McKnight's diary referred to the "greatest massacre ever" and killing thousands of people, prosecutor Peter Wright, QC, told the jury.
Reading from the diary, Mr Wright said: "We will walk into school and at the end of it no-one will walk out alive… after we have finished in Audenshaw, we will have to kill ourselves there and then."
The pair, who lived in the same street in Denton, Lancashire, intended to carry out the attacks on the tenth anniversary of the Columbine massacre, the jury of seven women and five men heard.
Eric Harris and Dylan Klebold killed 12 students and a teacher when they opened fire at Columbine High School in the US state of Colorado on 20 April, 1999.
They also wounded 21 others, before killing themselves.
Mr Wright said: "It is the prosecution case that these two young men sat in the dock had planned to copy and emulate the actions of Eric Harris and Dylan Klebold, here in the UK.
"They had discussed, they had fantasised and eventually they had agreed to convert their fantasises into reality," Mr Wright told the court.
He said the pair were also fascinated by the 1995 Oklahoma bombing, carried out by Timothy McVeigh, which killed 168 people.
The court heard McKnight, a would-be Olympic weightlifter, still attended the school at the time of the plot, while Swift, a former pupil, worked at a local Ikea store.
Swift had been given an exclusion order banning him from the Crown Point shopping centre in September 2007 – which sparked his resentment towards the place, the jury was told.

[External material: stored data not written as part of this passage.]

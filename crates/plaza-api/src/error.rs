use axum::{
    Json,
    http::StatusCode,
    response::{IntoResponse, Response},
};
use thiserror::Error;
use tracing::error;

use plaza_db::DbError;
use plaza_gateway::GatewayError;
use plaza_types::api::ErrorBody;

#[derive(Debug, Error)]
pub enum ApiError {
    #[error("{0}")]
    BadRequest(String),

    #[error("not signed in")]
    Unauthorized,

    #[error("{0}")]
    Forbidden(&'static str),

    #[error(transparent)]
    Db(#[from] DbError),

    #[error("{0}")]
    Internal(String),
}

impl From<GatewayError> for ApiError {
    fn from(err: GatewayError) -> Self {
        match err {
            GatewayError::Forbidden(reason) => Self::Forbidden(reason),
            GatewayError::Db(e) => Self::Db(e),
            GatewayError::Join(e) => Self::Internal(format!("spawn_blocking join error: {e}")),
        }
    }
}

impl ApiError {
    pub fn status(&self) -> StatusCode {
        match self {
            Self::BadRequest(_) => StatusCode::BAD_REQUEST,
            Self::Unauthorized => StatusCode::UNAUTHORIZED,
            Self::Forbidden(_) => StatusCode::FORBIDDEN,
            Self::Db(DbError::NotFound(_)) => StatusCode::NOT_FOUND,
            Self::Db(DbError::AlreadyExists(_) | DbError::InvalidState(_)) => StatusCode::CONFLICT,
            Self::Db(DbError::InvalidInput(_) | DbError::InvalidReference) => {
                StatusCode::BAD_REQUEST
            }
            Self::Db(_) | Self::Internal(_) => StatusCode::INTERNAL_SERVER_ERROR,
        }
    }
}

/// Server errors are logged in full; the client only sees a generic message.
impl IntoResponse for ApiError {
    fn into_response(self) -> Response {
        let status = self.status();
        let message = if status == StatusCode::INTERNAL_SERVER_ERROR {
            error!("Request failed: {}", self);
            "internal server error".to_string()
        } else {
            self.to_string()
        };

        (status, Json(ErrorBody { error: message })).into_response()
    }
}

/// Reject blank required text.
pub(crate) fn require_text(value: &str, field: &'static str) -> Result<(), ApiError> {
    if value.trim().is_empty() {
        return Err(ApiError::BadRequest(format!("{field} must not be empty")));
    }
    Ok(())
}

The jury was told Swift wrote in a notepad: "Audenshaw High will be no more because, unlike Columbine, my pipe bombs will actually f****** explode, and I will walk from classroom to classroom killing the f*** out of everybody, then maybe people will learn."
Further entries included "Eric Harris, Dylan Klebold will rise again".
The notepad also contained photos of Pekka-Eric Auvinen, 18, who shot eight people dead at a school in Finland, and Seung-Hui Cho, who shot 32 people dead at the Virginia Tech campus in the US. Both atrocities were carried out in 2007.
Swift wrote: "I do not consider myself to be normal, come to think of it I do not think of myself as human. I am supreme, superior, and I will expose the truth. I will die for what I believe. I will complete Project Rainbow, I will show no mercy… I will make history."
Swift later wrote of his "deep desire to take human life away, it's becoming an obsession".
The alleged plot was revealed after McKnight made a drunken phone call to a girl he liked in March this year – three days after a massacre at a school in Winnenden, Germany, when Tim Kretschmer, 17, killed 15 people. The girl, who cannot be named, told the jury that McKnight was drunk and claimed his drink had been spiked with cocaine before revealing his plans.
She told her mother the following day, and the matter was reported to the police.
In police interviews, McKnight refused to comment and Swift told officers that "he was a confused teenager with a vivid imagination".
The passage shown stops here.